One more thing: don’t spend too much time merely reading. The best part of this work is the play, so play and enjoy! - Gary Gygax
In another life, I took what literary theorists said seriously - seriously enough at least to disagree with many of them and consider them a blight on humanity; very well educated but fundamentally not-very-intelligent people are responsible for a lot of what's bad in the world. George Steiner in particular always struck me as a very eloquent and very widely read fool, but I reserved a special place in hell for Roland Barthes, a man I considered not far removed from Satan. I was a very angry and far-too-intellectual-for-my-own-good 20 year old. (One of my favourite quotes is by the writer Jonathan Franzen, who said that he spends around ten minutes a day fretting about the fact that, when he was in his 20s, he used to spend ten minutes a day fretting about things like the fact that Americans have substituted medical products for genuine psychological healing. I understand what he means in a very deep and meaningful sense - why was I so serious about things like that?)
Anyway, these days I'm a lot mellower and I think I can see a little bit of what Barthes was getting at, especially regarding Death of the Author. This was a famous essay by him in which he basically argued that in interpreting a text, it is the text and the reader's understanding of it alone which matters - not the author's intent. As soon as the author has produced a piece of writing he no longer owns it and no longer should be seen as having any relation to it - it is not his or her history or views which inform analysis of it, but the reader's. And each new reading by each new reader, or even each re-reading, is a new interpretation of a new text with a new meaning.
We can see this process in Dungeons & Dragons, you see. When Gygax and Arneson and their circle created the game, they had an idea of what they wanted to do, and a whole history of reading and playing and thinking behind that idea - a witch's brew of Tolkien, Moorcock, Howard, Leiber, Avalon Hill and a thousand other cultural artefacts from their own experiences. But if we interpret that in light of Barthes, where the author has 'died' the minute he has produced the text (and I should say straight away at this point that I refer to this in a purely metaphorical sense which has nothing to do with Gary Gygax's actual regrettable and very sad death), we should really throw all of that out of the window and ignore it. The text of Original D&D and 1e are for us to take meaning from for ourselves, irrespective of the intentions of the authors; if we want to use it to play games utterly different to what they envisaged, then we can do so. In fact, it could be argued that we ought to do so.

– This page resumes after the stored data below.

//! The monitor: root registration, subscription and teardown.

use crate::drill::{drill, DrillOptions, Visited};
use crate::error::{ObserveError, Result};
use crate::intercept::{self, can_create, Eligibility, Inspectable};
use crate::listeners::{ListenerRegistry, Subscription, TokenInfo};
use crate::path::{
    normalize, path_key, public_path, resolve, resolve_slot, set_from_path, PathSpec,
    ResolveOptions, DEFAULT_SEPARATOR,
};
use crate::sampler::{Accessor, PollingConfig, Sampler};
use crate::types::{
    ActiveInfo, InfoOptions, InitCallback, Key, Mode, PathFormat, RootId, Token, UpdateCallback,
    UpdateHook,
};
use crate::value::{Object, Value};
use std::fmt;
use std::sync::Arc;
use tracing::{debug, error, warn};

/// Monitor configuration.
#[derive(Clone)]
pub struct MonitorConfig {
    /// Shape of the path handed to callbacks.
    pub path_format: PathFormat,

    /// Separator for string paths, both parsed and reported.
    pub key_separator: String,

    /// Keys of alternate containers tried when a segment is missing.
    pub fallbacks: Vec<Key>,

    pub polling: PollingConfig,

    /// Treat arrays as composites (drilled) rather than leaves.
    pub allow_arrays: bool,

    /// Called once per successful leaf subscription.
    pub on_init: Option<InitCallback>,

    /// Called for every delivered update, after the subscription's own
    /// callback.
    pub on_update: Option<UpdateHook>,
}

impl Default for MonitorConfig {
    fn default() -> Self {
        Self {
            path_format: PathFormat::default(),
            key_separator: DEFAULT_SEPARATOR.to_string(),
            fallbacks: Vec::new(),
            polling: PollingConfig::default(),
            allow_arrays: false,
            on_init: None,
            on_update: None,
        }
    }
}

impl fmt::Debug for MonitorConfig {
    fn fmt(&self, f: &mut fmt::Formatter<'_>) -> fmt::Result {
        f.debug_struct("MonitorConfig")
            .field("path_format", &self.path_format)
            .field("key_separator", &self.key_separator)
            .field("fallbacks", &self.fallbacks)
            .field("polling", &self.polling)
            .field("allow_arrays", &self.allow_arrays)
            .field("on_init", &self.on_init.is_some())
            .field("on_update", &self.on_update)
            .finish()
    }
}

/// Options for [`Monitor::set`].
#[derive(Clone, Debug, Default)]
pub struct SetOptions {
    /// Create missing intermediate containers.
    pub create: bool,
    /// Overrides the monitor's separator for this call.
    pub key_separator: Option<String>,
}

/// Tokens created by one subscribe call, keyed by absolute path.
#[derive(Clone, Debug, Default, PartialEq, Eq)]
pub struct Subscriptions {
    entries: Vec<(String, Token)>,
}

impl Subscriptions {
    fn push(&mut self, path: String, token: Token) {
        self.entries.push((path, token));
    }

    /// Token subscribed at `path` (absolute, monitor separator).
    pub fn get(&self, path: &str) -> Option<Token> {
        self.entries
            .iter()
            .find(|(p, _)| p == path)
            .map(|(_, token)| *token)
    }

    pub fn paths(&self) -> impl Iterator<Item = &str> {
        self.entries.iter().map(|(p, _)| p.as_str())
    }

    pub fn tokens(&self) -> impl Iterator<Item = Token> + '_ {
        self.entries.iter().map(|(_, token)| *token)
    }

    pub fn iter(&self) -> impl Iterator<Item = (&str, Token)> {
        self.entries.iter().map(|(p, token)| (p.as_str(), *token))
    }

    pub fn len(&self) -> usize {
        self.entries.len()
    }

    pub fn is_empty(&self) -> bool {
        self.entries.is_empty()
    }

    /// Add a token that did not come from a subscribe call.
    pub fn insert(&mut self, path: impl Into<String>, token: Token) {
        self.push(path.into(), token);
    }
}

/// Outcome of a bulk removal.
#[derive(Debug, Default)]
pub struct RemoveSummary {
    pub removed: usize,
    /// Keys that could not be removed, with the reason.
    pub failed: Vec<(String, ObserveError)>,
}

impl RemoveSummary {
    pub fn is_clean(&self) -> bool {
        self.failed.is_empty()
    }
}

/// Watches registered roots and notifies subscribers of changes.
///
/// Each leaf path is observed one of four ways:
/// - a write hook on the owning slot
/// - a forwarding wrapper around a function
/// - the owning object's [`Inspectable`], for objects that publish their own changes
/// - periodic sampling, for everything else
///
/// Dropping the monitor removes every subscription and restores every slot.
pub struct Monitor {
    config: MonitorConfig,

    /// Roots, stored as slots so root-level writes are observable too.
    references: Object,

    registry: ListenerRegistry,

    sampler: Sampler,
}
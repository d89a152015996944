//! Listener pool types.

use crate::intercept::Restoration;
use crate::types::{ActiveInfo, Key, Mode, RootId, Token, UpdateCallback};
use crate::value::Value;
use std::collections::{BTreeMap, HashMap};
use std::fmt;

/// One listener's interest in one path.
#[derive(Clone)]
pub struct Subscription {
    pub token: Token,
    pub root: RootId,
    /// Path below the root.
    pub path: Vec<Key>,
    /// Path string handed to the callback.
    pub output_path: String,
    /// Separator used to append paths reported by an inspectable.
    pub separator: String,
    pub callback: UpdateCallback,
}

impl Subscription {
    /// Invoke the callback. `suffix` is a path below this subscription's path.
    pub fn deliver(&self, info: &ActiveInfo, value: &Value, suffix: Option<&str>) {
        match suffix {
            Some(rest) if !rest.is_empty() => {
                let path = if self.output_path.is_empty() {
                    rest.to_string()
                } else {
                    format!("{}{}{}", self.output_path, self.separator, rest)
                };
                (self.callback)(&path, info, value)
            }
            _ => (self.callback)(&self.output_path, info, value),
        }
    }
}

impl fmt::Debug for Subscription {
    fn fmt(&self, f: &mut fmt::Formatter<'_>) -> fmt::Result {
        f.debug_struct("Subscription")
            .field("token", &self.token)
            .field("root", &self.root)
            .field("output_path", &self.output_path)
            .finish()
    }
}

/// All subscriptions sharing one interception.
pub(crate) struct PathEntry {
    pub restoration: Restoration,
    /// Ordered by token, which is registration order.
    pub subscriptions: BTreeMap<Token, Subscription>,
}

/// rootId → path key → entry.
pub(crate) type Pool = HashMap<RootId, HashMap<String, PathEntry>>;

/// Reverse lookup record for a token.
#[derive(Clone, Debug, PartialEq, Eq)]
pub struct TokenInfo {
    pub root: RootId,
    /// Public absolute path (root id first, symbols stripped).
    pub path: String,
    pub mode: Mode,
    /// Internal pool key.
    pub(crate) key: String,
}
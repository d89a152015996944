//! Property tests over random subscribe/unsubscribe sequences and graphs.

use graphwatch::{Monitor, MonitorConfig, Object, PollingConfig, Token, Value};
use proptest::prelude::*;
use std::collections::HashSet;
use std::sync::atomic::{AtomicUsize, Ordering};
use std::sync::Arc;

const KEYS: [&str; 3] = ["a", "b", "c"];

#[derive(Clone, Debug)]
enum Op {
    Subscribe(usize),
    Unsubscribe(usize),
}

fn arb_op() -> impl Strategy<Value = Op> {
    prop_oneof![
        (0..KEYS.len()).prop_map(Op::Subscribe),
        any::<usize>().prop_map(Op::Unsubscribe),
    ]
}

fn manual_monitor() -> Monitor {
    Monitor::new(MonitorConfig {
        polling: PollingConfig {
            background: false,
            ..Default::default()
        },
        ..Default::default()
    })
}

struct Live {
    token: Token,
    key: usize,
    hits: Arc<AtomicUsize>,
}

proptest! {
    #[test]
    fn prop_every_live_token_hears_its_path_once(ops in proptest::collection::vec(arb_op(), 0..40)) {
        let monitor = manual_monitor();
        let root = Object::new().with("a", 1).with("b", 2).with("c", 3);
        let before: Vec<_> = KEYS.iter().map(|k| root.descriptor(*k)).collect();
        monitor.register("root", root.clone()).unwrap();

        let mut live: Vec<Live> = Vec::new();
        let mut removed: Vec<Live> = Vec::new();
        let mut seen = HashSet::new();
        for op in ops {
            match op {
                Op::Subscribe(key) => {
                    let hits = Arc::new(AtomicUsize::new(0));
                    let counter = Arc::clone(&hits);
                    let subs = monitor
                        .listen("root", move |_, _, _| { counter.fetch_add(1, Ordering::SeqCst); }, KEYS[key])
                        .unwrap();
                    let token = subs.tokens().next().unwrap();
                    prop_assert!(seen.insert(token), "token reused");
                    live.push(Live { token, key, hits });
                }
                Op::Unsubscribe(pick) if !live.is_empty() => {
                    let entry = live.remove(pick % live.len());
                    prop_assert!(monitor.unsubscribe(entry.token));
                    removed.push(entry);
                }
                Op::Unsubscribe(_) => {}
            }
        }
        prop_assert_eq!(monitor.subscription_count(), live.len());

        for (i, key) in KEYS.iter().enumerate() {
            root.set(*key, Value::Int(100 + i as i64)).unwrap();
        }
        for entry in &live {
            prop_assert_eq!(entry.hits.load(Ordering::SeqCst), 1, "key {}", KEYS[entry.key]);
        }
        for entry in &removed {
            prop_assert_eq!(entry.hits.load(Ordering::SeqCst), 0);
        }

        monitor.remove(None);
        for (i, key) in KEYS.iter().enumerate() {
            root.set(*key, Value::Int(1 + i as i64)).unwrap();
        }
        let after: Vec<_> = KEYS.iter().map(|k| root.descriptor(*k)).collect();
        prop_assert_eq!(before, after);
        for entry in &live {
            prop_assert_eq!(entry.hits.load(Ordering::SeqCst), 1);
        }
    }

    #[test]
    fn prop_drilling_random_graphs_terminates(
        nodes in 1usize..8,
        edges in proptest::collection::vec((0usize..8, 0usize..8), 0..20),
    ) {
        let objects: Vec<Object> = (0..nodes)
            .map(|i| Object::new().with("id", i as i64))
            .collect();
        for (n, (from, to)) in edges.into_iter().enumerate() {
            let (from, to) = (from % nodes, to % nodes);
            objects[from].set(format!("e{n}"), objects[to].clone()).unwrap();
        }

        let monitor = manual_monitor();
        monitor.register("root", objects[0].clone()).unwrap();
        let subs = monitor.listen("root", |_, _, _| {}, "").unwrap();

        let paths: HashSet<&str> = subs.paths().collect();
        prop_assert_eq!(paths.len(), subs.len());
        prop_assert_eq!(monitor.subscription_count(), subs.len());

        let summary = monitor.remove(None);
        prop_assert!(summary.is_clean());
        prop_assert_eq!(summary.removed, subs.len());
    }
}
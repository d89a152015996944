//! Change detection for sampled values.

use crate::value::{Object, Value};
use serde::{Deserialize, Serialize};
use std::collections::{HashMap, HashSet};

/// How the sampler decides that a value changed between two reads.
#[derive(Clone, Copy, Debug, Default, PartialEq, Eq, Serialize, Deserialize)]
#[serde(rename_all = "snake_case")]
pub enum EqualityPolicy {
    /// Primitives by value, containers and functions by identity.
    #[default]
    Strict,
    /// Structural comparison of containers. Snapshots are deep copies, so
    /// every sample costs a full traversal of the value.
    Deep,
}

impl EqualityPolicy {
    /// The value to remember as "last seen".
    pub fn snapshot(&self, value: &Value) -> Value {
        match self {
            EqualityPolicy::Strict => value.clone(),
            EqualityPolicy::Deep => deep_copy(value, &mut HashMap::new()),
        }
    }

    pub fn equal(&self, last: &Value, current: &Value) -> bool {
        match self {
            EqualityPolicy::Strict => last == current,
            EqualityPolicy::Deep => deep_equal(last, current),
        }
    }
}

fn deep_copy(value: &Value, memo: &mut HashMap<usize, Object>) -> Value {
    let Some(source) = value.as_object() else {
        return value.clone();
    };
    if let Some(copy) = memo.get(&source.id()) {
        return Value::from(copy.clone());
    }
    let copy = if source.is_array() {
        Object::array()
    } else {
        Object::new()
    };
    memo.insert(source.id(), copy.clone());
    for (key, child) in source.entries() {
        // A fresh plain object accepts every write.
        let _ = copy.set(key, deep_copy(&child, memo));
    }
    Value::from(copy)
}

/// Structural equality; cycles compare equal once their shapes line up.
pub fn deep_equal(a: &Value, b: &Value) -> bool {
    deep_equal_inner(a, b, &mut HashSet::new())
}

fn deep_equal_inner(a: &Value, b: &Value, seen: &mut HashSet<(usize, usize)>) -> bool {
    let (left, right) = match (a, b) {
        (Value::Object(l), Value::Object(r)) | (Value::Array(l), Value::Array(r)) => (l, r),
        _ => return a == b,
    };
    if left.ptr_eq(right) || !seen.insert((left.id(), right.id())) {
        return true;
    }

    let left_entries = left.entries();
    let right_entries = right.entries();
    left_entries.len() == right_entries.len()
        && left_entries
            .iter()
            .zip(right_entries.iter())
            .all(|((lk, lv), (rk, rv))| lk == rk && deep_equal_inner(lv, rv, seen))
}

#[cfg(test)]
mod tests {
    use super::*;

    #[test]
    fn test_strict_uses_identity_for_containers() {
        let a = Object::new().with("x", 1);
        let b = Object::new().with("x", 1);
        let policy = EqualityPolicy::Strict;

        assert!(policy.equal(&Value::from(a.clone()), &Value::from(a)));
        assert!(!policy.equal(&Value::from(Object::new()), &Value::from(b)));
        assert!(policy.equal(&Value::from("s"), &Value::from("s")));
    }

    #[test]
    fn test_deep_detects_in_place_mutation() {
        let live = Object::new().with("x", 1);
        let policy = EqualityPolicy::Deep;
        let snapshot = policy.snapshot(&Value::from(live.clone()));

        assert!(policy.equal(&snapshot, &Value::from(live.clone())));
        live.set("x", 2).unwrap();
        assert!(!policy.equal(&snapshot, &Value::from(live)));
    }

    #[test]
    fn test_deep_handles_cycles() {
        let a = Object::new().with("id", 1);
        a.set("self", a.clone()).unwrap();
        let b = Object::new().with("id", 1);
        b.set("self", b.clone()).unwrap();

        assert!(deep_equal(&Value::from(a.clone()), &Value::from(b)));

        let copy = EqualityPolicy::Deep.snapshot(&Value::from(a.clone()));
        assert!(deep_equal(&copy, &Value::from(a)));
    }
}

This is one of the reasons, really, why I'm not a great fan of stick-in-the-mud-ism when it comes to 'old schoolers', although I've never previously thought to articulate it in reference to Roland Barthes! The vast majority of old schoolers are, of course, creative individuals who just like to play. But there is a certain section who seem unduly wedded to what the orginators intended and to their vision of the game. Indeed I wrote a long rant about the very topic back in June, which I still mostly agree with, even if the painful stridency of the piece irks me. (I think I tend towards the painfully strident a little too much.) Gary Gygax and his generation created a great game, but it's not theirs anymore; they were the 'scriptors', to use Barthes' term, but we are the readers, the interpreters, and the ones who give the game meaning for ourselves. If we want to use the OD&D rules to play a campaign about mutant monkeys invading the star ship Enterprise at the edge of the universe, or about heroic halflings saving the world from the Dark Lord, then we should just go for it and devil take the hindmost.